In considering the factors listed in § 1003.140, aggravating circumstances include—

(a) Such violations were of several types or occurred over a lengthy period of time;

(b) There were many such violations (or the nature and circumstances indicate a pattern of incidents);

(c) The amount of money, remuneration, damages, or tainted claims involved in the violation was $15,000 or more; or

(d) Patient harm, premature discharge, or a need for additional services or subsequent hospital admission resulted, or could have resulted, from the incident; and

(e) The contracting organization knowingly or routinely engaged in any prohibited practice that acted as an inducement to reduce or limit medically necessary services provided with respect to a specific enrollee in the organization.

Subpart E—CMPs and Exclusions for EMTALA Violations Back to Top

§ 1003.500 Basis for civil money penalties and exclusions.

(a) The OIG may impose a penalty against any participating hospital with an emergency department or specialized capabilities or facilities for each negligent violation of section 1867 of the Act or § 489.24 of this title.

(b) The OIG may impose a penalty against any responsible physician for each—

(1) Negligent violation of section 1867 of the Act;

(2) Certification signed under section 1867(c)(l)(A) of the Act if the physician knew, or should have known, that the benefits of transfer to another facility did not outweigh the risks of such a transfer; or

(3) Misrepresentation made concerning an individual's condition or other information, including a hospital's obligations under section 1867 of the Act.

(c) The OIG may, in lieu of or in addition to any penalty available under this subpart, exclude any responsible physician that commits a gross and flagrant, or repeated, violation of this subpart from participation in Federal health care programs.

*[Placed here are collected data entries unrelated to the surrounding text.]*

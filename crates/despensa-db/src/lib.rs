use sqlx::{postgres::PgPoolOptions, PgPool};
use std::time::Duration;
use thiserror::Error;

const DEFAULT_MAX_CONNECTIONS: u32 = 5;
const DEFAULT_MIN_CONNECTIONS: u32 = 1;
const DEFAULT_ACQUIRE_TIMEOUT_SECS: u64 = 10;

// Path relative to crates/despensa-db/Cargo.toml; resolves to <workspace-root>/migrations/
static MIGRATOR: sqlx::migrate::Migrator = sqlx::migrate!("../../migrations");

#[derive(Debug, Clone, Copy)]
pub struct PoolConfig {
    pub max_connections: u32,
    pub min_connections: u32,
    pub acquire_timeout_secs: u64,
}

impl Default for PoolConfig {
    fn default() -> Self {
        Self {
            max_connections: DEFAULT_MAX_CONNECTIONS,
            min_connections: DEFAULT_MIN_CONNECTIONS,
            acquire_timeout_secs: DEFAULT_ACQUIRE_TIMEOUT_SECS,
        }
    }
}

impl PoolConfig {
    #[must_use]
    pub fn from_app_config(config: &despensa_core::AppConfig) -> Self {
        Self {
            max_connections: config.db_max_connections,
            min_connections: config.db_min_connections,
            acquire_timeout_secs: config.db_acquire_timeout_secs,
        }
    }
}

#[derive(Debug, Error)]
pub enum DbError {
    #[error("DATABASE_URL is not set")]
    MissingDatabaseUrl,
    #[error("record not found")]
    NotFound,
    #[error("scrape run {id} is not in '{expected_status}' status")]
    InvalidScrapeRunTransition {
        id: i64,
        expected_status: &'static str,
    },
    #[error(transparent)]
    Sqlx(#[from] sqlx::Error),
}

/// Connect to a Postgres pool using explicit URL and config.
///
/// # Errors
///
/// Returns [`sqlx::Error`] if the connection cannot be established.
pub async fn connect_pool(database_url: &str, config: PoolConfig) -> Result<PgPool, sqlx::Error> {
    PgPoolOptions::new()
        .max_connections(config.max_connections)
        .min_connections(config.min_connections)
        .acquire_timeout(Duration::from_secs(config.acquire_timeout_secs))
        .connect(database_url)
        .await
}

/// Connect using the URL and pool settings in `config`.
///
/// # Errors
///
/// Returns [`DbError::MissingDatabaseUrl`] if no `DATABASE_URL` was
/// configured, or [`DbError::Sqlx`] if the connection cannot be established.
pub async fn connect_pool_from_config(
    config: &despensa_core::AppConfig,
) -> Result<PgPool, DbError> {
    let database_url = config
        .database_url
        .as_deref()
        .ok_or(DbError::MissingDatabaseUrl)?;
    connect_pool(database_url, PoolConfig::from_app_config(config))
        .await
        .map_err(DbError::from)
}

/// Run all pending migrations against the pool.
///
/// Returns the number of migrations that were applied.
///
/// # Errors
///
/// Returns [`sqlx::migrate::MigrateError`] if any migration fails.
pub async fn run_migrations(pool: &PgPool) -> Result<usize, sqlx::migrate::MigrateError> {
    // The _sqlx_migrations table does not exist yet on a fresh database;
    // treat absence as zero applied.
    let applied_before: i64 =
        sqlx::query_scalar::<_, i64>("SELECT COUNT(*) FROM _sqlx_migrations WHERE success = true")
            .fetch_one(pool)
            .await
            .unwrap_or(0);

    MIGRATOR.run(pool).await?;

    let applied_after: i64 =
        sqlx::query_scalar::<_, i64>("SELECT COUNT(*) FROM _sqlx_migrations WHERE success = true")
            .fetch_one(pool)
            .await
            .unwrap_or(0);

    let delta = (applied_after - applied_before).max(0);
    Ok(usize::try_from(delta).unwrap_or(0))
}

/// Send a `SELECT 1` to verify the pool has a live connection.
///
/// # Errors
///
/// Returns [`sqlx::Error`] if the query fails.
pub async fn ping(pool: &PgPool) -> Result<(), sqlx::Error> {
    sqlx::query_scalar::<_, i32>("SELECT 1")
        .fetch_one(pool)
        .await?;
    Ok(())
}


pub mod products;
pub mod scrape_runs;

pub use products::{
    count_products_by_vendor, list_products, replace_vendor_catalog, ProductRow, VendorCount,
};
pub use scrape_runs::{
    complete_scrape_run, create_scrape_run, fail_scrape_run, get_scrape_run, list_scrape_runs,
    start_scrape_run, ScrapeRunRow,
};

(d) For purposes of this subpart, a “gross and flagrant violation” is a violation that presents an imminent danger to the health, safety, or well-being of the individual who seeks examination and treatment or places that individual unnecessarily in a high-risk situation.

§ 1003.510 Amount of penalties.

The OIG may impose—

(a) Against each participating hospital, a penalty of not more than $50,000 for each individual violation, except that if the participating hospital has fewer than 100 State-licensed, Medicare-certified beds on the date the penalty is imposed, the penalty will not exceed $25,000 for each violation, and

(b) Against each responsible physician, a penalty of not more than $50,000 for each individual violation.

§ 1003.520 Determinations regarding the amount of penalties and the period of exclusion.

In considering the factors listed in § 1003.140, aggravating circumstances include:

(a) Requesting proof of insurance, prior authorization, or a monetary payment prior to appropriately screening or initiating stabilizing treatment for an emergency medical condition, or requesting a monetary payment prior to stabilizing an emergency medical condition;

(b) Patient harm or unnecessary risk of patient harm, premature discharge, or a need for additional services or subsequent hospital admission resulted, or could have resulted, from the incident; or

(c) The individual presented to the hospital with a request for examination or treatment of a medical condition that was an emergency medical condition, as defined by § 489.24(b) of this title.

Subpart F—CMPs for Section 1140 Violations Back to Top

§ 1003.600 Basis for civil money penalties.

(a) The OIG may impose a penalty against any person who it determines in accordance with this part has used the words, letters, symbols, or emblems as defined in paragraph (b) of this section in such a manner that such person knew, or should have known, would convey, or in a manner that reasonably could be interpreted or construed as conveying, the false impression that an advertisement, a solicitation, or other item was authorized, approved, or endorsed by the Department or CMS or that such person or organization has some connection with or authorization from the Department or CMS.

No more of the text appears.